Figure 4.

Ang-(1-7) reduced the LPS-induced LC3II/LC3I ratio and autophagic flux in C2C12 myotubes. C2C12 cells were pre-treated with or without Ang-(1-7) (1, 10, and 100 nM) for 30 min and then incubated in the absence or presence of chloroquine (CQ; 50 μM) for 5 min. Next, the cells were treated with the vehicle, LPS (500 ng/mL), or LPS + Ang-(1-7) for 8 h. Then, we evaluated LC3I and LC3II protein levels through Western blot (A). GAPDH levels are shown as loading control. Molecular weight markers are depicted in kDa. The quantitative analysis of the experiment is shown in (B). The results were represented as LC3II/LC3I ratio and expressed as the mean ± S.E. (the fold of change relative to the vehicle group). (C) The quantitative analysis of autophagic flux was conducted using densitometric analysis of LC3II obtained by the difference between the condition with and without CQ from the representative images shown in (A).

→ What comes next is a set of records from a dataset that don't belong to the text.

//! Gini coefficient.

use ndarray::{Array1, ArrayView1, ArrayView2};

use super::per_column;
use crate::error::GeoResult;
use crate::matrix::{deterministic_sum_iter, Operand};

/// Gini coefficient of every column.
///
/// Without class sizes each entry is one individual:
/// `G = 2·Σ x·rank / (n·Σx) − (n+1)/n` with ranks `1..=n` in ascending order.
/// With class sizes the Lorenz curve is built from population shares.
///
/// # Examples
///
/// ```
/// use ecgeo_core::inequality::gini;
/// use ndarray::arr2;
///
/// let incomes = arr2(&[[0.0], [0.0], [0.0], [1.0]]);
/// let g = gini(incomes.view(), None).unwrap();
/// assert_eq!(g[0], 0.75);
/// ```
pub fn gini(mat: ArrayView2<'_, f64>, class_size: Option<Operand<'_>>) -> GeoResult<Array1<f64>> {
    per_column(mat, class_size, gini_column, gini_by_class_column)
}

/// Indices sorting `values` ascending; ties keep their original order.
fn ascending_order(values: ArrayView1<'_, f64>) -> Vec<usize> {
    let mut order: Vec<usize> = (0..values.len()).collect();
    order.sort_by(|&a, &b| values[a].total_cmp(&values[b]));
    order
}

fn gini_column(values: ArrayView1<'_, f64>) -> f64 {
    let n = values.len() as f64;
    let ranked = ascending_order(values)
        .into_iter()
        .enumerate()
        .map(|(rank, i)| values[i] * (rank + 1) as f64);
    let weighted = deterministic_sum_iter(ranked);
    let total = deterministic_sum_iter(values.iter().copied());
    2.0 * weighted / (n * total) - (n + 1.0) / n
}

fn gini_by_class_column(values: ArrayView1<'_, f64>, sizes: ArrayView1<'_, f64>) -> f64 {
    let order = ascending_order(values);
    let population = deterministic_sum_iter(sizes.iter().copied());

    let mut lorenz = 0.0;
    let mut previous = 0.0;
    let mut area = Vec::with_capacity(order.len());
    for &i in &order {
        let share = sizes[i] / population;
        lorenz += values[i] * share;
        area.push(share * (previous + lorenz));
        previous = lorenz;
    }

    1.0 - deterministic_sum_iter(area) / lorenz
}

#[cfg(test)]
mod tests {
    use super::*;
    use ndarray::{arr1, arr2};

    #[test]
    fn equal_incomes_have_zero_gini() {
        let mat = arr2(&[[3.0, 1.0], [3.0, 1.0], [3.0, 1.0]]);
        let g = gini(mat.view(), None).unwrap();
        assert!(g.iter().all(|v| v.abs() < 1e-15));
    }

    #[test]
    fn unit_classes_match_individuals() {
        let mat = arr2(&[[0.0], [1.0], [0.0], [0.0]]);
        let ones = arr1(&[1.0, 1.0, 1.0, 1.0]);
        let plain = gini(mat.view(), None).unwrap();
        let by_class = gini(mat.view(), Some(ones.view().into())).unwrap();
        assert_eq!(plain[0], 0.75);
        assert_eq!(by_class[0], 0.75);
    }

    #[test]
    fn class_sizes_shift_the_curve() {
        // Nine people earning 1 and one earning 91.
        let mat = arr2(&[[1.0], [91.0]]);
        let sizes = arr1(&[9.0, 1.0]);
        let g = gini(mat.view(), Some(sizes.view().into())).unwrap();
        // Cumulative income per head: 0.9 after the poor class, 10 in total.
        let expected = 1.0 - (0.9 * 0.9 + 0.1 * (0.9 + 10.0)) / 10.0;
        assert!((g[0] - expected).abs() < 1e-12);
    }

    #[test]
    fn ties_do_not_change_the_result() {
        let a = arr2(&[[2.0], [1.0], [2.0], [5.0]]);
        let b = arr2(&[[5.0], [2.0], [1.0], [2.0]]);
        let ga = gini(a.view(), None).unwrap();
        let gb = gini(b.view(), None).unwrap();
        assert!((ga[0] - gb[0]).abs() < 1e-15);
    }
}
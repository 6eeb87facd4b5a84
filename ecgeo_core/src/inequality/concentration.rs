//! Robin Hood (Hoover) and Herfindahl–Hirschman indices.

use ndarray::{Array1, ArrayView1, ArrayView2};

use super::per_column;
use crate::error::GeoResult;
use crate::matrix::{deterministic_mean, deterministic_sum_iter, Operand};

/// Robin Hood index: the share of total income that would have to move to
/// reach perfect equality.
///
/// Plain: `0.5·Σ|x − mean| / Σx`. By class: `0.5·Σ|s/Σs − x·s/Σ(x·s)|`.
pub fn robin_hood(
    mat: ArrayView2<'_, f64>,
    class_size: Option<Operand<'_>>,
) -> GeoResult<Array1<f64>> {
    per_column(mat, class_size, robin_hood_column, robin_hood_by_class_column)
}

fn robin_hood_column(values: ArrayView1<'_, f64>) -> f64 {
    let owned = values.to_vec();
    let mean = deterministic_mean(&owned);
    let total = deterministic_sum_iter(owned.iter().copied());
    0.5 * deterministic_sum_iter(owned.iter().map(|x| (x - mean).abs())) / total
}

fn robin_hood_by_class_column(values: ArrayView1<'_, f64>, sizes: ArrayView1<'_, f64>) -> f64 {
    let population = deterministic_sum_iter(sizes.iter().copied());
    let income = deterministic_sum_iter(values.iter().zip(sizes.iter()).map(|(x, s)| x * s));
    0.5 * deterministic_sum_iter(
        values
            .iter()
            .zip(sizes.iter())
            .map(|(x, s)| (s / population - x * s / income).abs()),
    )
}

/// Herfindahl–Hirschman concentration `Σx² / (Σx)²` of every column.
pub fn herfindahl(mat: ArrayView2<'_, f64>) -> Array1<f64> {
    mat.columns()
        .into_iter()
        .map(|column| {
            let squares = deterministic_sum_iter(column.iter().map(|x| x * x));
            let total = deterministic_sum_iter(column.iter().copied());
            squares / (total * total)
        })
        .collect()
}
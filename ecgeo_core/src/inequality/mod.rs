//! Inequality and concentration indices.
//!
//! Every index is computed per column: each column holds the values (incomes,
//! exports, employment) of one region. An optional class size turns a value
//! into "value per member of a class of that size"; it is either one size per
//! item shared by all columns or a matrix shaped like the data.

pub mod concentration;
pub mod gini;
pub mod theil;

use ndarray::{Array1, Array2, ArrayView1, ArrayView2};

use crate::error::GeoResult;
use crate::matrix::Operand;

pub use concentration::{herfindahl, robin_hood};
pub use gini::gini;
pub use theil::{theil, TheilMethod};

/// Broadcast an optional class-size operand to the data's shape.
fn class_sizes(
    mat: ArrayView2<'_, f64>,
    class_size: Option<Operand<'_>>,
) -> GeoResult<Option<Array2<f64>>> {
    class_size
        .map(|operand| operand.broadcast("class_size", mat.dim()))
        .transpose()
}

/// Apply `plain` to every column, or `by_class` to every (column, sizes) pair.
fn per_column<P, C>(
    mat: ArrayView2<'_, f64>,
    class_size: Option<Operand<'_>>,
    plain: P,
    by_class: C,
) -> GeoResult<Array1<f64>>
where
    P: Fn(ArrayView1<'_, f64>) -> f64,
    C: Fn(ArrayView1<'_, f64>, ArrayView1<'_, f64>) -> f64,
{
    let values = match class_sizes(mat, class_size)? {
        None => mat.columns().into_iter().map(plain).collect(),
        Some(sizes) => mat
            .columns()
            .into_iter()
            .zip(sizes.columns())
            .map(|(x, s)| by_class(x, s))
            .collect(),
    };
    Ok(values)
}
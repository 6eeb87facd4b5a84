//! PRODY and EXPY sophistication indices.
//!
//! PRODY scores an item by the RCA-weighted average of a regional value such
//! as income per capita. EXPY scores a region by the export-share-weighted
//! average PRODY of its basket.

use ndarray::{Array1, ArrayView1, ArrayView2};

use crate::error::{GeoError, GeoResult};
use crate::matrix::{clamp_non_negative, col_sums, deterministic_sum_iter, resolve_weight};
use crate::rca::InputType;

/// PRODY, one value per item.
///
/// `PRODY[i] = Σ_r RCA[i,r]·w[r]·val[r] / Σ_r RCA[i,r]·w[r]`, with `w = 1`
/// when no weight is given. An item with no RCA anywhere yields NaN.
///
/// # Errors
///
/// `val` or `weight` not matching the region count, non-positive weights, or
/// a degenerate export matrix.
pub fn prody(
    mat: ArrayView2<'_, f64>,
    val: ArrayView1<'_, f64>,
    input_type: InputType,
    weight: Option<ArrayView1<'_, f64>>,
) -> GeoResult<Array1<f64>> {
    let regions = mat.ncols();
    if val.len() != regions {
        return Err(GeoError::length_mismatch("val", regions, val.len()));
    }
    let weight = resolve_weight(weight, regions)?;
    let rca = input_type.resolve(mat)?;

    let values = rca
        .rows()
        .into_iter()
        .map(|row| {
            let numerator = deterministic_sum_iter(
                row.iter()
                    .zip(weight.iter().zip(val.iter()))
                    .map(|(&x, (&w, &v))| x * w * v),
            );
            let denominator =
                deterministic_sum_iter(row.iter().zip(weight.iter()).map(|(&x, &w)| x * w));
            if denominator == 0.0 {
                f64::NAN
            } else {
                numerator / denominator
            }
        })
        .collect();
    Ok(values)
}

/// EXPY, one value per region, from gross exports.
///
/// Each region's basket share `x[i,r] / X_r` weights the item's PRODY. Items
/// the region does not export are skipped; a region with no exports yields NaN.
pub fn expy(
    exports: ArrayView2<'_, f64>,
    val: ArrayView1<'_, f64>,
    weight: Option<ArrayView1<'_, f64>>,
) -> GeoResult<Array1<f64>> {
    let prody = prody(exports, val, InputType::Export, weight)?;
    let exports = clamp_non_negative(exports);
    let region_totals = col_sums(exports.view());

    let values = exports
        .columns()
        .into_iter()
        .zip(region_totals.iter())
        .map(|(basket, &total)| {
            if total <= 0.0 {
                return f64::NAN;
            }
            deterministic_sum_iter(
                basket
                    .iter()
                    .zip(prody.iter())
                    .filter(|(x, _)| **x > 0.0)
                    .map(|(&x, &p)| x / total * p),
            )
        })
        .collect();
    Ok(values)
}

The values were normalized to the vehicle condition and expressed as the mean ± S.E. (D) The cumulative probability distribution of autophagosomes (number of puncta) in transduced cells with Adv-GFP-LC3B incubated with CQ. Three independent experiments were conducted (*, p < 0.05 vs. vehicle. #, p < 0.05 vs. LPS). Plus (+) and minus (−) symbols indicated in the figures or graphics mean presence or absence of treatment. The white arrows are examples of autophagosomes.